## Activity
Up to and including the line with "use crate::common::tests::record;", restate the material below word for word, beginning with its first line.

## Supplied data
#[cfg(test)]
mod tests {
    use std::time::Duration;

    use anyhow::Result;
    use tokio::time::Instant;

    use super::*;
    use crate::app_config::BackupStoreConfig;
    use crate::backends::in_mem::{FailureScript, InMemoryBackupStore, InMemorySink};
    use crate::common::tests::record;
    use crate::compression::CompressionFormat;

    fn pipeline_config(size_threshold_bytes: usize, retry_duration_secs: u64) -> PipelineConfig {
        PipelineConfig {
            retry_duration_secs,
            size_threshold_bytes,
            interval_secs: 60,
            max_buffered_bytes: 1024 * 1024,
            request_timeout_secs: 30,
            sink_parallelism: 1,
            initial_backoff_ms: 500,
            max_backoff_secs: 30,
        }
    }

    fn backup_config(compression: CompressionFormat) -> BackupConfig {
        BackupConfig {
            prefix: "failed/".to_string(),
            compression,
            store: BackupStoreConfig::InMemory,
        }
    }

    fn start(
        config: &PipelineConfig,
        compression: CompressionFormat,
        sink: &InMemorySink,
        backup: &InMemoryBackupStore,
        abort: CancellationToken,
    ) -> DeliveryPipeline {
        DeliveryPipeline::start(
            config,
            &backup_config(compression),
            SinkBackend::InMemory(sink.clone()),
            BackupBackend::InMemory(backup.clone()),
            abort,
        )
    }

    /// 🧪 Let spawned tasks catch up without moving the paused clock.
    async fn settle() {
        for _ in 0..50 {
            tokio::task::yield_now().await;
        }
    }

    #[tokio::test(start_paused = true)]
    async fn the_one_where_three_small_records_wait_for_the_timer_and_land_in_the_sink() -> Result<()> {
        let sink = InMemorySink::new();
        let backup = InMemoryBackupStore::new();
        let pipeline = start(&pipeline_config(5 * 1024 * 1024, 300), CompressionFormat::Gzip, &sink, &backup, CancellationToken::new());

        pipeline
            .handle()
            .ingest(vec![record(r#"{"a":1}"#), record(r#"{"a":2}"#), record(r#"{"a":3}"#)])?;
        tokio::time::sleep(Duration::from_secs(59)).await;
        settle().await;
        assert_eq!(sink.attempts(), 0, "no flush before the interval");

        tokio::time::sleep(Duration::from_secs(2)).await;
        settle().await;
        assert_eq!(sink.received().await.len(), 1);
        assert_eq!(sink.received_bodies().await.len(), 3);

        let stats = pipeline.shutdown().await?;
        assert!(backup.keys().await.is_empty(), "a happy sink means an empty backup");
        assert_eq!(stats.records_delivered, 3);
        assert_eq!(stats.records_backed_up, 0);
        Ok(())
    }

    #[tokio::test(start_paused = true)]
    async fn the_one_where_crossing_the_size_threshold_flushes_immediately() -> Result<()> {
        let sink = InMemorySink::new();
        let backup = InMemoryBackupStore::new();
        let pipeline = start(&pipeline_config(16, 300), CompressionFormat::Uncompressed, &sink, &backup, CancellationToken::new());

        pipeline.handle().ingest(vec![record("0123456789"), record("abcdefgh")])?;
        settle().await;
        assert_eq!(sink.received().await.len(), 1, "sealed and delivered with the clock frozen");

        pipeline.shutdown().await?;
        Ok(())
    }

    #[tokio::test(start_paused = true)]
    async fn the_one_where_five_minutes_of_refusals_end_in_a_gzip_backup() -> Result<()> {
        let sink = InMemorySink::failing_forever();
        let backup = InMemoryBackupStore::new();
        let config = pipeline_config(5 * 1024 * 1024, 300);
        let pipeline = start(&config, CompressionFormat::Gzip, &sink, &backup, CancellationToken::new());

        let bodies = [r#"{"doc":1}"#, r#"{"doc":2}"#, r#"{"doc":3}"#, r#"{"doc":4}"#];
        pipeline.handle().ingest(bodies.iter().map(|b| record(b)).collect())?;
        let first_attempt_at = Instant::now() + Duration::from_secs(60);

        // -- ⏳ interval seal at 60s, then a 300s retry budget
        tokio::time::sleep(Duration::from_secs(60 + 299)).await;
        settle().await;
        assert!(backup.keys().await.is_empty(), "still inside the budget");

        tokio::time::sleep(Duration::from_secs(31)).await;
        settle().await;
        let objects = backup.objects().await;
        assert_eq!(objects.len(), 1);
        let (key, object) = objects
            .iter()
            .next()
            .ok_or_else(|| anyhow::anyhow!("💀 backup store is empty"))?;
        assert!(key.starts_with("failed/") && key.ends_with(".gz"), "key was {key}");

        let landed_after = object.stored_at - first_attempt_at;
        assert!(landed_after >= Duration::from_secs(300), "backed up too early: {landed_after:?}");
        assert!(
            landed_after < Duration::from_secs(300) + config.max_backoff(),
            "backed up too late: {landed_after:?}"
        );

        let decoded = BackupObject::decode_records(CompressionFormat::Gzip, &object.body)?;
        let expected: Vec<Vec<u8>> = bodies.iter().map(|b| b.as_bytes().to_vec()).collect();
        assert_eq!(decoded, expected);
        assert!(sink.attempts() > 5, "it really did keep trying");

        let stats = pipeline.shutdown().await?;
        assert_eq!(stats.records_backed_up, 4);
        assert_eq!(stats.records_delivered, 0);
        Ok(())
    }

    #[tokio::test(start_paused = true)]
    async fn the_one_where_a_flaky_sink_recovers_inside_the_budget() -> Result<()> {
        let sink = InMemorySink::failing_first(3);
        let backup = InMemoryBackupStore::new();
        let pipeline = start(&pipeline_config(1, 300), CompressionFormat::Gzip, &sink, &backup, CancellationToken::new());

        pipeline.handle().ingest(vec![record("persistent")])?;
        tokio::time::sleep(Duration::from_secs(10)).await;
        settle().await;

        assert_eq!(sink.attempts(), 4);
        assert_eq!(sink.received_bodies().await, vec![b"persistent".to_vec()]);
        let stats = pipeline.shutdown().await?;
        assert_eq!(stats.sink_failures, 3);
        assert!(backup.keys().await.is_empty());
        Ok(())
    }

    #[tokio::test(start_paused = true)]
    async fn the_one_where_a_zero_budget_goes_straight_to_backup() -> Result<()> {
        let sink = InMemorySink::failing_forever();
        let backup = InMemoryBackupStore::new();
        let pipeline = start(&pipeline_config(1, 0), CompressionFormat::Snappy, &sink, &backup, CancellationToken::new());

        pipeline.handle().ingest(vec![record("nope")])?;
        settle().await;
        assert_eq!(sink.attempts(), 1);
        assert_eq!(backup.keys().await.len(), 1);
        pipeline.shutdown().await?;
        Ok(())
    }

    #[tokio::test(start_paused = true)]
    async fn the_one_where_the_backup_store_is_retried_until_it_gives_in() -> Result<()> {
        let sink = InMemorySink::failing_forever();
        let backup = InMemoryBackupStore::new();
        backup.fail_next_puts(4).await;
        let pipeline = start(&pipeline_config(1, 0), CompressionFormat::Zip, &sink, &backup, CancellationToken::new());

        pipeline.handle().ingest(vec![record("eventually")])?;
        tokio::time::sleep(Duration::from_secs(60)).await;
        settle().await;

        let stats = pipeline.shutdown().await?;
        assert_eq!(stats.backup_failures, 4);
        assert_eq!(stats.records_backed_up, 1);
        assert_eq!(backup.keys().await.len(), 1);
        Ok(())
    }

    #[tokio::test(start_paused = true)]
    async fn the_one_where_abort_breaks_an_endless_backup_retry() -> Result<()> {
        let sink = InMemorySink::failing_forever();
        let backup = InMemoryBackupStore::new();
        backup.fail_next_puts(usize::MAX).await;
        let abort = CancellationToken::new();
        let pipeline = start(&pipeline_config(1, 0), CompressionFormat::Uncompressed, &sink, &backup, abort.clone());

        pipeline.handle().ingest(vec![record("doomed")])?;
        tokio::time::sleep(Duration::from_secs(120)).await;
        abort.cancel();

        match pipeline.shutdown().await {
            Err(PipelineError::Unfinished { unfinished_records, cause }) => {
                assert_eq!(unfinished_records, 1);
                assert!(matches!(*cause, PipelineError::BackupStore { records: 1, .. }), "cause was {cause:?}");
            }
            other => panic!("💀 expected an Unfinished failure, got {other:?}"),
        }
        Ok(())
    }

    #[tokio::test(start_paused = true)]
    async fn the_one_where_a_dead_pipeline_owns_up_to_every_record_it_dropped() -> Result<()> {
        let sink = InMemorySink::failing_forever();
        let backup = InMemoryBackupStore::new();
        backup.fail_next_puts(usize::MAX).await;
        let abort = CancellationToken::new();
        let pipeline = start(&pipeline_config(8, 0), CompressionFormat::Uncompressed, &sink, &backup, abort.clone());
        let handle = pipeline.handle();

        // -- 🧱 one batch stuck in the only worker, one queued behind it, one still open
        handle.ingest(vec![record("doomed!!")])?;
        settle().await;
        handle.ingest(vec![record("queued!!")])?;
        handle.ingest(vec![record("open")])?;
        tokio::time::sleep(Duration::from_secs(10)).await;
        abort.cancel();
        settle().await;

        assert!(matches!(handle.ingest(vec![record("late")]), Err(PipelineError::Worker(_))));
        assert_eq!(pipeline.buffer.open_batch_len(), 1, "nobody left to seal it for");

        match pipeline.shutdown().await {
            Err(PipelineError::Unfinished { unfinished_records, cause }) => {
                assert_eq!(unfinished_records, 3, "stuck + queued + open");
                assert!(matches!(*cause, PipelineError::BackupStore { records: 1, .. }), "cause was {cause:?}");
            }
            other => panic!("💀 expected an Unfinished failure, got {other:?}"),
        }
        assert!(backup.keys().await.is_empty());
        Ok(())
    }

    #[tokio::test(start_paused = true)]
    async fn the_one_where_shutdown_flushes_the_open_batch_and_refuses_latecomers() -> Result<()> {
        let sink = InMemorySink::new();
        let backup = InMemoryBackupStore::new();
        let pipeline = start(&pipeline_config(1024, 300), CompressionFormat::Gzip, &sink, &backup, CancellationToken::new());
        let handle = pipeline.handle();

        handle.ingest(vec![record("almost"), record("forgotten")])?;
        let stats = pipeline.shutdown().await?;
        assert_eq!(stats.records_delivered, 2, "shutdown sealed and delivered the open batch");
        assert!(matches!(handle.ingest(vec![record("late")]), Err(PipelineError::ShuttingDown)));
        Ok(())
    }

    #[tokio::test(start_paused = true)]
    async fn the_one_where_shutdown_cuts_retries_short_and_backs_up() -> Result<()> {
        let sink = InMemorySink::failing_forever();
        let backup = InMemoryBackupStore::new();
        let pipeline = start(&pipeline_config(1, 300), CompressionFormat::Gzip, &sink, &backup, CancellationToken::new());

        pipeline.handle().ingest(vec![record("stubborn")])?;
        tokio::time::sleep(Duration::from_secs(5)).await;
        let stats = pipeline.shutdown().await?;
        assert_eq!(stats.records_backed_up, 1);
        assert_eq!(backup.keys().await.len(), 1);
        Ok(())
    }

    #[tokio::test(start_paused = true)]
    async fn the_one_where_capacity_comes_back_after_delivery() -> Result<()> {
        let sink = InMemorySink::failing_forever();
        let backup = InMemoryBackupStore::new();
        let mut config = pipeline_config(8, 2);
        config.max_buffered_bytes = 8;
        let pipeline = start(&config, CompressionFormat::Uncompressed, &sink, &backup, CancellationToken::new());
        let handle = pipeline.handle();

        handle.ingest(vec![record("12345678")])?;
        assert!(matches!(
            handle.ingest(vec![record("x")]),
            Err(PipelineError::CapacityExhausted { requested: 1, available: 0 })
        ));

        // -- 🧯 the batch is backed up after its 2s budget and its bytes are released
        tokio::time::sleep(Duration::from_secs(5)).await;
        settle().await;
        handle.ingest(vec![record("x")])?;
        let stats = pipeline.shutdown().await?;
        assert_eq!(stats.ingest_rejections, 1);
        Ok(())
    }

    /// 🧮 Randomized scripts of sink failures, several workers, one question:
    /// does every record land in exactly one of {sink, backup}?
    #[tokio::test(start_paused = true)]
    async fn the_one_where_every_record_is_accounted_for_exactly_once() -> Result<()> {
        use rand::Rng;
        use std::collections::HashMap;

        for round in 0..8 {
            let (failures, threshold, parallelism) = {
                let mut rng = rand::thread_rng();
                (rng.gen_range(0..40usize), rng.gen_range(8..64usize), rng.gen_range(1..4usize))
            };
            let sink = InMemorySink::failing_first(failures);
            let backup = InMemoryBackupStore::new();
            let mut config = pipeline_config(threshold, 3);
            config.sink_parallelism = parallelism;
            let pipeline = start(&config, CompressionFormat::Snappy, &sink, &backup, CancellationToken::new());
            let handle = pipeline.handle();

            let mut all = Vec::new();
            for n in 0..200 {
                let body = format!("r{round}-{n}");
                handle.ingest(vec![record(&body)])?;
                all.push(body.into_bytes());
                if n % 17 == 0 {
                    tokio::time::sleep(Duration::from_millis(700)).await;
                }
            }
            tokio::time::sleep(Duration::from_secs(10)).await;
            if round % 2 == 0 {
                // -- 🔧 half the rounds, the sink recovers before shutdown
                sink.set_script(FailureScript::AcceptAll).await;
            }
            let stats = pipeline.shutdown().await?;

            let mut landed: HashMap<Vec<u8>, usize> = HashMap::new();
            for body in sink.received_bodies().await {
                *landed.entry(body).or_default() += 1;
            }
            for object in backup.objects().await.values() {
                for body in BackupObject::decode_records(CompressionFormat::Snappy, &object.body)? {
                    *landed.entry(body).or_default() += 1;
                }
            }
            assert_eq!(landed.len(), all.len(), "round {round}: something went missing");
            assert!(all.iter().all(|body| landed.get(body) == Some(&1)), "round {round}: something landed twice");
            assert_eq!(stats.records_accounted_for(), 200);
            assert_eq!(stats.records_ingested, 200);
        }
        Ok(())
    }
}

## Result of the exercise
#[cfg(test)]
mod tests {
    use std::time::Duration;

    use anyhow::Result;
    use tokio::time::Instant;

    use super::*;
    use crate::app_config::BackupStoreConfig;
    use crate::backends::in_mem::{FailureScript, InMemoryBackupStore, InMemorySink};
    use crate::common::tests::record;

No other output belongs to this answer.